Enhanced superconductivity in the compressively strained bilayer nickelate thin films by pressure

The discovery of high temperature superconductivity in the nickelate system has stimulated enormous interest in the community of condensed matter physics. Recently, superconductivity with an onset transition temperature ( T _c ^onset ) over 40 K was achieved in La ₃ Ni ₂ O ₇ and (La _, Pr) ₃ Ni ₂ O ₇ thin films at ambient pressure due to in-plane compressive strain. However, the T _c values in these thin films are still lower than that of the bulk bilayer nickelates under pressure.

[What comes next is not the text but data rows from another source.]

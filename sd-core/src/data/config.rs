//! Sensor configuration records
//!
//! The configuration file is a JSON object mapping configuration paths to
//! sensor records in entity-manager style:
//!
//! ```json
//! {
//!   "/xyz/openbmc_project/inventory/system/board/Board/Inlet_Temp": {
//!     "Name": "Inlet Temp",
//!     "Type": "TMP75",
//!     "Path": "/sys/class/hwmon/hwmon0/temp1_input",
//!     "Scale": 0.001,
//!     "Thresholds": [
//!       { "Severity": 0, "Direction": "greater than", "Value": 80.0, "Hysteresis": 2.0 }
//!     ]
//!   }
//! }
//! ```

use std::collections::BTreeMap;
use std::fs;
use std::path::Path;
use std::time::Duration;

use serde::{Deserialize, Serialize};
use tracing::info;

use sd_protocol::{Direction, Level};

use crate::constants::{bounds, limits, timing};
use crate::data::validation::validate_file_size;
use crate::engine::{PowerState, SensorDefinition, Threshold};
use crate::error::{Result, SensorError};
use crate::hw::units_for_hwmon_type;

/// Object type of sensors fed purely by external writes
pub const EXTERNAL_SENSOR_TYPE: &str = "ExternalSensor";

fn default_type() -> String {
    "Hwmon".to_string()
}

fn default_scale() -> f64 {
    1.0
}

#[derive(Debug, Clone, PartialEq, Serialize, Deserialize)]
#[serde(rename_all = "PascalCase")]
pub struct ThresholdConfig {
    #[serde(default, skip_serializing_if = "Option::is_none")]
    pub name: Option<String>,
    pub severity: u64,
    pub direction: String,
    pub value: f64,
    #[serde(default, skip_serializing_if = "Option::is_none")]
    pub hysteresis: Option<f64>,
}

impl ThresholdConfig {
    pub fn to_threshold(&self) -> Result<Threshold> {
        let label = self.name.as_deref().unwrap_or("threshold");
        let level = Level::from_severity(self.severity).ok_or_else(|| {
            SensorError::invalid_threshold(label, format!("unknown severity {}", self.severity))
        })?;
        let direction = Direction::from_config_str(&self.direction).ok_or_else(|| {
            SensorError::invalid_threshold(label, format!("unknown direction '{}'", self.direction))
        })?;

        let threshold = Threshold::new(level, direction, self.value);
        Ok(match self.hysteresis {
            Some(h) => threshold.with_hysteresis(h),
            None => threshold,
        })
    }
}

#[derive(Debug, Clone, PartialEq, Serialize, Deserialize)]
#[serde(rename_all = "PascalCase")]
pub struct SensorConfig {
    pub name: String,
    #[serde(rename = "Type", default = "default_type")]
    pub object_type: String,
    #[serde(default, skip_serializing_if = "Option::is_none")]
    pub units: Option<String>,
    #[serde(default, skip_serializing_if = "Option::is_none")]
    pub min_reading: Option<f64>,
    #[serde(default, skip_serializing_if = "Option::is_none")]
    pub max_reading: Option<f64>,
    #[serde(default)]
    pub thresholds: Vec<ThresholdConfig>,
    #[serde(default)]
    pub mutable: bool,
    #[serde(default)]
    pub settable: bool,
    #[serde(default)]
    pub power_state: PowerState,
    /// Seconds between reads
    #[serde(default, skip_serializing_if = "Option::is_none")]
    pub poll_rate: Option<f64>,
    #[serde(default)]
    pub offset: f64,
    #[serde(default = "default_scale")]
    pub scale: f64,
    #[serde(default, skip_serializing_if = "Option::is_none")]
    pub path: Option<String>,
    /// Seconds an external value stays valid
    #[serde(default, skip_serializing_if = "Option::is_none")]
    pub timeout: Option<f64>,
    #[serde(default, skip_serializing_if = "Option::is_none")]
    pub error_threshold: Option<usize>,
    #[serde(default)]
    pub instrumentation: bool,
}

impl SensorConfig {
    pub fn is_external(&self) -> bool {
        self.object_type == EXTERNAL_SENSOR_TYPE
    }

    /// Explicit `Units`, else inferred from the hwmon file name in `Path`
    pub fn resolved_units(&self) -> Option<String> {
        if let Some(units) = &self.units {
            return Some(units.clone());
        }
        let file_name = Path::new(self.path.as_ref()?).file_name()?.to_str()?;
        units_for_hwmon_type(file_name).map(str::to_string)
    }

    /// Configured bounds, falling back to the defaults for the units
    pub fn limits(&self, units: &str) -> (f64, f64) {
        let (min, max) = default_limits(units);
        (self.min_reading.unwrap_or(min), self.max_reading.unwrap_or(max))
    }

    pub fn poll_interval(&self) -> Duration {
        match self.poll_rate {
            Some(secs) if secs.is_finite() && secs > 0.0 && secs < 86_400.0 => {
                Duration::from_secs_f64(secs).max(timing::MIN_POLL)
            }
            _ => timing::DEFAULT_POLL,
        }
    }

    /// Perishability window for external sensors; `None` means values never go stale
    pub fn timeout(&self) -> Option<Duration> {
        match self.timeout {
            Some(secs) if secs.is_finite() && secs > 0.0 && secs < 86_400.0 => {
                Some(Duration::from_secs_f64(secs))
            }
            _ => None,
        }
    }

    pub fn to_definition(&self, configuration_path: &str) -> Result<SensorDefinition> {
        let units = self.resolved_units().ok_or_else(|| {
            SensorError::invalid_config("Units", format!("cannot determine units for {}", self.name))
        })?;
        let (min, max) = self.limits(&units);

        let thresholds = self
            .thresholds
            .iter()
            .map(ThresholdConfig::to_threshold)
            .collect::<Result<Vec<_>>>()?;

        let mut definition =
            SensorDefinition::new(&self.name, configuration_path, &self.object_type, units, min, max)
                .with_thresholds(thresholds)
                .with_power_state(self.power_state)
                .mutable(self.mutable || self.is_external())
                .settable(self.settable || self.is_external());
        definition.error_threshold = self.error_threshold;
        definition.instrumentation = self.instrumentation;
        Ok(definition)
    }
}

/// Default reading range for a unit
pub fn default_limits(units: &str) -> (f64, f64) {
    match units {
        "DegreesC" => (bounds::TEMPERATURE_MIN, bounds::TEMPERATURE_MAX),
        "Volts" => (bounds::VOLTAGE_MIN, bounds::VOLTAGE_MAX),
        "Amperes" => (bounds::CURRENT_MIN, bounds::CURRENT_MAX),
        "Watts" => (bounds::POWER_MIN, bounds::POWER_MAX),
        "RPMS" => (bounds::FAN_MIN, bounds::FAN_MAX),
        "Percent" => (bounds::PERCENT_MIN, bounds::PERCENT_MAX),
        "Pascals" => (bounds::PRESSURE_MIN, bounds::PRESSURE_MAX),
        _ => (0.0, 255.0),
    }
}

/// Load every sensor record, keyed by configuration path
pub fn load_sensor_configs(path: &Path) -> Result<BTreeMap<String, SensorConfig>> {
    validate_file_size(path, limits::MAX_CONFIG_SIZE)?;

    let contents = fs::read_to_string(path).map_err(|e| SensorError::FileRead {
        path: path.to_path_buf(),
        source: e,
    })?;
    let configs: BTreeMap<String, SensorConfig> = serde_json::from_str(&contents)?;

    info!("Loaded {} sensor configurations from {:?}", configs.len(), path);
    Ok(configs)
}

#[cfg(test)]
mod tests {
    use super::*;

    const SAMPLE: &str = r#"{
        "/inv/board/Inlet_Temp": {
            "Name": "Inlet Temp",
            "Type": "TMP75",
            "Path": "/sys/class/hwmon/hwmon0/temp1_input",
            "Scale": 0.001,
            "PowerState": "On",
            "PollRate": 1.5,
            "Thresholds": [
                { "Name": "upper non critical", "Severity": 0, "Direction": "greater than", "Value": 80.0, "Hysteresis": 2.0 },
                { "Severity": 1, "Direction": "less than", "Value": 5.0 }
            ]
        },
        "/inv/board/Ambient": {
            "Name": "Ambient",
            "Type": "ExternalSensor",
            "Units": "DegreesC",
            "MinReading": -40,
            "MaxReading": 85,
            "Timeout": 4
        }
    }"#;

    fn sample() -> BTreeMap<String, SensorConfig> {
        serde_json::from_str(SAMPLE).unwrap()
    }

    #[test]
    fn test_parse_and_defaults() {
        let configs = sample();
        let inlet = &configs["/inv/board/Inlet_Temp"];
        assert_eq!(inlet.power_state, PowerState::On);
        assert_eq!(inlet.offset, 0.0);
        assert_eq!(inlet.scale, 0.001);
        assert_eq!(inlet.poll_interval(), Duration::from_millis(1500));
        assert_eq!(inlet.resolved_units().as_deref(), Some("DegreesC"));
        assert!(!inlet.is_external());

        let ambient = &configs["/inv/board/Ambient"];
        assert!(ambient.is_external());
        assert_eq!(ambient.scale, 1.0);
        assert_eq!(ambient.timeout(), Some(Duration::from_secs(4)));
        assert_eq!(ambient.poll_interval(), timing::DEFAULT_POLL);
    }

    #[test]
    fn test_to_definition() {
        let configs = sample();
        let def = configs["/inv/board/Inlet_Temp"]
            .to_definition("/inv/board/Inlet_Temp")
            .unwrap();
        assert_eq!(def.units, "DegreesC");
        assert_eq!((def.min_value, def.max_value), (-128.0, 127.0));
        assert_eq!(def.thresholds.len(), 2);
        assert_eq!(def.thresholds[0].level, Level::Warning);
        assert_eq!(def.thresholds[1].direction, Direction::Low);
        assert!(def.thresholds[1].hysteresis.is_nan());
        assert!(!def.settable);

        let ext = configs["/inv/board/Ambient"].to_definition("/inv/board/Ambient").unwrap();
        assert_eq!((ext.min_value, ext.max_value), (-40.0, 85.0));
        assert!(ext.settable && ext.mutable);
    }

    #[test]
    fn test_bad_threshold_rejected() {
        let bad = ThresholdConfig {
            name: None,
            severity: 7,
            direction: "greater than".into(),
            value: 1.0,
            hysteresis: None,
        };
        assert!(bad.to_threshold().is_err());

        let bad = ThresholdConfig { severity: 0, direction: "sideways".into(), ..bad };
        assert!(bad.to_threshold().is_err());
    }

    #[test]
    fn test_missing_units_rejected() {
        let cfg: SensorConfig = serde_json::from_str(r#"{ "Name": "x" }"#).unwrap();
        assert!(cfg.to_definition("/inv/x").is_err());
    }

    #[test]
    fn test_out_of_range_poll_rate_uses_default() {
        let mut cfg: SensorConfig = serde_json::from_str(r#"{ "Name": "x", "PollRate": -1 }"#).unwrap();
        assert_eq!(cfg.poll_interval(), timing::DEFAULT_POLL);
        cfg.poll_rate = Some(0.001);
        assert_eq!(cfg.poll_interval(), timing::MIN_POLL);
    }

    #[test]
    fn test_load_from_file() {
        let dir = tempfile::tempdir().unwrap();
        let path = dir.path().join("sensors.json");
        fs::write(&path, SAMPLE).unwrap();
        assert_eq!(load_sensor_configs(&path).unwrap().len(), 2);

        assert!(load_sensor_configs(&dir.path().join("missing.json")).is_err());
    }
}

Here we report the enhancement of T _c ^onset from about 40 K to over 60 K by applying hydrostatic pressure on the compressively strained bilayer nickelate thin films. The T _c ^onset firstly ramps up with pressure, then it slightly drops down after reaching the maximum T _c ^onset at about 61.5 K. Hall effect measurements reveal that the dominant charge carriers are hole-like with a slight enhancement of charge carrier density with pressure in accompanying with the increase of T _c . Our theoretical calculations show that the increase of T _c may be caused by a cooperative enhancement of magnetic fluctuations within and between the layers and increased metallicity under pressure. These findings highlight the critical role of the interplay between interlayer and intralayer electronic correlations in bilayer nickelate superconductors and point to the potential of tuning T _c through controlled manipulation of the electronic structure and interactions.